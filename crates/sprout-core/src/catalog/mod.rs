//! Plant catalog: growing parameters and companion/antagonist lookup.
//!
//! The catalog is read-only during a planning run. It ships with a
//! built-in dataset (see [`data`]) and can be replaced wholesale by a
//! JSON file carrying a list of [`PlantProfile`] records.
//!
//! Lookups are normalization-aware so that minor spelling differences
//! between data sources ("Tomato" vs "Tomatoes") resolve transparently.

use std::collections::{BTreeMap, HashMap};
use std::path::Path;

use crate::calendar::parse_windows;
use crate::error::{PlanError, Result};
use crate::models::{GrowingWindow, Method, PlantProfile};

mod data;

/// Reduce a plant name to a canonical lowercase form.
///
/// Handles the most common English plural patterns so that `"Tomatoes"`
/// and `"Tomato"` both normalize to `"tomato"`.
pub fn normalize_name(name: &str) -> String {
    let name = name.trim().to_lowercase();
    if name.ends_with("ies") && name.len() > 4 {
        // strawberries -> strawberry
        return format!("{}y", &name[..name.len() - 3]);
    }
    if name.ends_with("oes") && name.len() > 4 {
        // tomatoes -> tomato
        return name[..name.len() - 2].to_string();
    }
    if name.ends_with('s') && !name.ends_with("ss") && !name.ends_with("us") && name.len() > 3 {
        // carrots -> carrot
        return name[..name.len() - 1].to_string();
    }
    name
}

/// Normalization-aware membership test for companion/antagonist lists.
fn list_contains(list: &[String], plant: &str) -> bool {
    let norm = normalize_name(plant);
    list.iter().any(|p| normalize_name(p) == norm)
}

/// The set of known plants and their growing parameters.
#[derive(Debug)]
pub struct PlantCatalog {
    profiles: BTreeMap<String, PlantProfile>,
    // normalized name -> canonical catalog name
    name_map: HashMap<String, String>,
}

impl PlantCatalog {
    /// Builds a catalog from a list of profiles. Later duplicates (by
    /// canonical name) replace earlier ones.
    pub fn new(profiles: Vec<PlantProfile>) -> Self {
        let mut map = BTreeMap::new();
        for profile in profiles {
            map.insert(profile.name.clone(), profile);
        }
        let name_map = map
            .keys()
            .map(|name| (normalize_name(name), name.clone()))
            .collect();
        Self {
            profiles: map,
            name_map,
        }
    }

    /// The built-in catalog distilled from the standard almanac data.
    pub fn builtin() -> Self {
        Self::new(data::builtin_profiles())
    }

    /// Parses a catalog from a JSON array of plant profiles.
    pub fn from_json(json: &str) -> Result<Self> {
        let profiles: Vec<PlantProfile> = serde_json::from_str(json)?;
        Ok(Self::new(profiles))
    }

    /// Loads a catalog from a JSON file.
    pub fn from_file<P: AsRef<Path>>(path: P) -> Result<Self> {
        let json = std::fs::read_to_string(&path).map_err(|e| PlanError::FileSystem {
            path: path.as_ref().to_path_buf(),
            source: e,
        })?;
        Self::from_json(&json)
    }

    /// Number of plants in the catalog.
    pub fn len(&self) -> usize {
        self.profiles.len()
    }

    /// True if the catalog is empty.
    pub fn is_empty(&self) -> bool {
        self.profiles.is_empty()
    }

    /// Sorted list of canonical plant names.
    pub fn names(&self) -> Vec<&str> {
        self.profiles.keys().map(String::as_str).collect()
    }

    /// Looks up a profile by exact or normalized name.
    pub fn get(&self, name: &str) -> Option<&PlantProfile> {
        if let Some(profile) = self.profiles.get(name) {
            return Some(profile);
        }
        self.name_map
            .get(&normalize_name(name))
            .and_then(|canonical| self.profiles.get(canonical))
    }

    /// True if the plant resolves to a catalog entry.
    pub fn contains(&self, name: &str) -> bool {
        self.get(name).is_some()
    }

    /// Outdoor growing windows (transplant + direct sow) for a plant in
    /// the given year, sorted by start date. Indoor seed-starting windows
    /// are excluded since they do not occupy plot space.
    pub fn growing_windows(&self, name: &str, year: i16) -> Vec<GrowingWindow> {
        let Some(profile) = self.get(name) else {
            return Vec::new();
        };
        let mut windows = parse_windows(&profile.transplant, Method::Transplant, year);
        windows.extend(parse_windows(&profile.direct_sow, Method::DirectSow, year));
        windows.sort_by_key(|w| w.start);
        windows
    }

    /// Score how well two plants get along when planted adjacently.
    ///
    /// +2 mutual companions, +1 one-directional, 0 neutral,
    /// -3 one-directional antagonist, -6 mutual antagonists.
    pub fn compatibility(&self, plant_a: &str, plant_b: &str) -> i64 {
        let mut score = 0;
        if let Some(a) = self.get(plant_a) {
            if list_contains(&a.companions, plant_b) {
                score += 1;
            }
            if list_contains(&a.antagonists, plant_b) {
                score -= 3;
            }
        }
        if let Some(b) = self.get(plant_b) {
            if list_contains(&b.companions, plant_a) {
                score += 1;
            }
            if list_contains(&b.antagonists, plant_a) {
                score -= 3;
            }
        }
        score
    }
}

impl Default for PlantCatalog {
    fn default() -> Self {
        Self::builtin()
    }
}

#[cfg(test)]
mod tests {
    use super::*;

    #[test]
    fn normalizes_common_plurals() {
        assert_eq!(normalize_name("Tomatoes"), "tomato");
        assert_eq!(normalize_name("Strawberries"), "strawberry");
        assert_eq!(normalize_name("Carrots"), "carrot");
        assert_eq!(normalize_name("  Basil "), "basil");
        // -ss and -us endings are not plurals
        assert_eq!(normalize_name("Watercress"), "watercress");
        assert_eq!(normalize_name("Asparagus"), "asparagus");
    }

    #[test]
    fn builtin_catalog_resolves_variant_spellings() {
        let catalog = PlantCatalog::builtin();
        assert!(catalog.contains("Tomatoes"));
        assert!(catalog.contains("tomato"));
        assert!(catalog.contains("Carrot"));
        assert!(!catalog.contains("Dragonfruit"));
    }

    #[test]
    fn compatibility_is_symmetric() {
        let catalog = PlantCatalog::builtin();
        for a in ["Tomatoes", "Basil", "Beans", "Onions", "Cabbage"] {
            for b in ["Carrots", "Dill", "Peas", "Corn"] {
                assert_eq!(
                    catalog.compatibility(a, b),
                    catalog.compatibility(b, a),
                    "asymmetric score for {a}/{b}"
                );
            }
        }
    }

    #[test]
    fn mutual_companions_score_plus_two() {
        let catalog = PlantCatalog::builtin();
        assert_eq!(catalog.compatibility("Tomatoes", "Basil"), 2);
    }

    #[test]
    fn antagonists_score_negative() {
        let catalog = PlantCatalog::builtin();
        assert!(catalog.compatibility("Beans", "Onions") < 0);
    }

    #[test]
    fn unknown_plants_are_neutral() {
        let catalog = PlantCatalog::builtin();
        assert_eq!(catalog.compatibility("Dragonfruit", "Moonflower"), 0);
    }

    #[test]
    fn growing_windows_are_sorted_and_outdoor_only() {
        let catalog = PlantCatalog::builtin();
        let windows = catalog.growing_windows("Tomatoes", 2026);
        assert!(!windows.is_empty());
        for pair in windows.windows(2) {
            assert!(pair[0].start <= pair[1].start);
        }
        assert!(windows
            .iter()
            .all(|w| w.method != crate::models::Method::Succession));
    }

    #[test]
    fn from_json_round_trips_profiles() {
        let catalog = PlantCatalog::from_json(
            r#"[{"name": "Testplant", "direct_sow": [4.0, 6.0], "duration_days": 50}]"#,
        )
        .expect("valid catalog json");
        assert_eq!(catalog.len(), 1);
        let profile = catalog.get("testplants").expect("normalized lookup");
        assert_eq!(profile.duration_days, 50);
        assert!(!profile.succession);
    }
}
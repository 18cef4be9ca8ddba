//! Plan history storage.
//!
//! Saved plans live in a small SQLite database, one row per year. Only
//! the most recent four seasons are kept; saving a new plan prunes
//! anything older.

use std::path::PathBuf;

use anyhow::{Context, Result};
use jiff::Timestamp;
use log::debug;
use rusqlite::{params, Connection, OptionalExtension};
use sprout_core::Plan;

/// Number of seasons retained, counting back from the newest saved year.
const RETENTION_YEARS: i16 = 4;

/// One row of the history listing.
pub struct HistoryEntry {
    pub year: i16,
    pub saved_at: String,
    pub plants: usize,
    pub score: i64,
}

/// SQLite-backed store of saved plans, keyed by year.
pub struct HistoryStore {
    connection: Connection,
}

impl HistoryStore {
    /// Opens (and if needed creates) the store at `path`, or at the XDG
    /// default location.
    pub fn open(path: Option<PathBuf>) -> Result<Self> {
        let path = match path {
            Some(path) => path,
            None => Self::default_path()?,
        };
        debug!("history database: {}", path.display());
        let connection = Connection::open(&path)
            .with_context(|| format!("Failed to open history database {}", path.display()))?;
        connection
            .execute(
                "CREATE TABLE IF NOT EXISTS plans (
                    year INTEGER PRIMARY KEY,
                    saved_at TEXT NOT NULL,
                    plan TEXT NOT NULL
                )",
                [],
            )
            .context("Failed to initialize history schema")?;
        Ok(Self { connection })
    }

    /// Returns the default database path following the XDG Base
    /// Directory specification.
    fn default_path() -> Result<PathBuf> {
        xdg::BaseDirectories::with_prefix("sprout")
            .place_data_file("history.db")
            .context("Failed to locate XDG data directory")
    }

    /// Saves a plan under its year, replacing any previous plan for that
    /// year, then drops seasons older than the retention window.
    pub fn save(&self, plan: &Plan) -> Result<()> {
        let json = serde_json::to_string(plan).context("Failed to serialize plan")?;
        self.connection
            .execute(
                "INSERT OR REPLACE INTO plans (year, saved_at, plan) VALUES (?1, ?2, ?3)",
                params![plan.year, Timestamp::now().to_string(), json],
            )
            .context("Failed to save plan")?;

        let newest: i16 = self
            .connection
            .query_row("SELECT MAX(year) FROM plans", [], |row| row.get(0))
            .context("Failed to query newest plan year")?;
        let pruned = self
            .connection
            .execute(
                "DELETE FROM plans WHERE year <= ?1",
                params![newest - RETENTION_YEARS],
            )
            .context("Failed to prune old plans")?;
        if pruned > 0 {
            debug!("pruned {pruned} old plan(s)");
        }
        Ok(())
    }

    /// The saved plan for a year, if any.
    pub fn get(&self, year: i16) -> Result<Option<Plan>> {
        let json: Option<String> = self
            .connection
            .query_row(
                "SELECT plan FROM plans WHERE year = ?1",
                params![year],
                |row| row.get(0),
            )
            .optional()
            .context("Failed to load plan")?;
        match json {
            Some(json) => Ok(Some(
                serde_json::from_str(&json).context("Stored plan is not valid JSON")?,
            )),
            None => Ok(None),
        }
    }

    /// Summaries of all saved plans, newest year first.
    pub fn list(&self) -> Result<Vec<HistoryEntry>> {
        let mut statement = self
            .connection
            .prepare("SELECT year, saved_at, plan FROM plans ORDER BY year DESC")
            .context("Failed to query history")?;
        let rows = statement
            .query_map([], |row| {
                Ok((
                    row.get::<_, i16>(0)?,
                    row.get::<_, String>(1)?,
                    row.get::<_, String>(2)?,
                ))
            })
            .context("Failed to read history rows")?;

        let mut entries = Vec::new();
        for row in rows {
            let (year, saved_at, json) = row.context("Failed to read history row")?;
            let plan: Plan = serde_json::from_str(&json).context("Stored plan is not valid JSON")?;
            entries.push(HistoryEntry {
                year,
                saved_at,
                plants: plan.selected_plants.len(),
                score: plan.score,
            });
        }
        Ok(entries)
    }
}

#[cfg(test)]
mod tests {
    use sprout_core::{FarmGrid, PlannerBuilder, PlotTopology};
    use sprout_core::params::PlanRequest;

    use super::*;

    fn make_plan(year: i16) -> Plan {
        let grid = FarmGrid::from_rows(vec![vec![1, 2]]).unwrap();
        let planner = PlannerBuilder::new().build().unwrap();
        planner
            .plan(
                &PlotTopology::from_grid(&grid),
                &PlanRequest {
                    plants: vec!["Tomatoes".to_string(), "Basil".to_string()],
                    year,
                    start_month: 1,
                },
            )
            .unwrap()
    }

    fn open_store(dir: &tempfile::TempDir) -> HistoryStore {
        HistoryStore::open(Some(dir.path().join("history.db"))).unwrap()
    }

    #[test]
    fn saves_and_reloads_plans() {
        let dir = tempfile::tempdir().unwrap();
        let store = open_store(&dir);
        let plan = make_plan(2026);
        store.save(&plan).unwrap();

        let loaded = store.get(2026).unwrap().unwrap();
        assert_eq!(loaded, plan);
        assert!(store.get(2025).unwrap().is_none());
    }

    #[test]
    fn resaving_a_year_replaces_the_plan() {
        let dir = tempfile::tempdir().unwrap();
        let store = open_store(&dir);
        store.save(&make_plan(2026)).unwrap();
        store.save(&make_plan(2026)).unwrap();
        assert_eq!(store.list().unwrap().len(), 1);
    }

    #[test]
    fn prunes_seasons_outside_the_retention_window() {
        let dir = tempfile::tempdir().unwrap();
        let store = open_store(&dir);
        for year in 2020..=2026 {
            store.save(&make_plan(year)).unwrap();
        }

        let years: Vec<i16> = store.list().unwrap().iter().map(|e| e.year).collect();
        assert_eq!(years, vec![2026, 2025, 2024, 2023]);
    }

    #[test]
    fn listing_reports_summary_fields() {
        let dir = tempfile::tempdir().unwrap();
        let store = open_store(&dir);
        store.save(&make_plan(2026)).unwrap();

        let entries = store.list().unwrap();
        assert_eq!(entries.len(), 1);
        assert_eq!(entries[0].year, 2026);
        assert_eq!(entries[0].plants, 2);
    }
}
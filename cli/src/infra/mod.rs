//! Infrastructure layer: concrete implementations of application port traits.
//!
//! This module contains all I/O-performing code: process execution,
//! environment and filesystem access, and provider spec decoding.
//!
//! Imports from `crate::domain` and `crate::application` are allowed.
//! Imports from `crate::commands` or `crate::output` are forbidden.

pub mod command_runner;
pub mod config;
pub mod credential_file;
pub mod env;
pub mod provider_spec;

pub use command_runner::TokioCommandRunner;
pub use config::YamlConfigStore;
pub use env::ProcessEnvironment;
pub use provider_spec::OpenstackSpecParser;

WHAT IS EXPECTED:
Please report every line in the entries above that holds the string "canonical".

TASK SOLUTION:
/// Reduce a plant name to a canonical lowercase form.
    // normalized name -> canonical catalog name
    /// canonical name) replace earlier ones.
    /// Sorted list of canonical plant names.
            .and_then(|canonical| self.profiles.get(canonical))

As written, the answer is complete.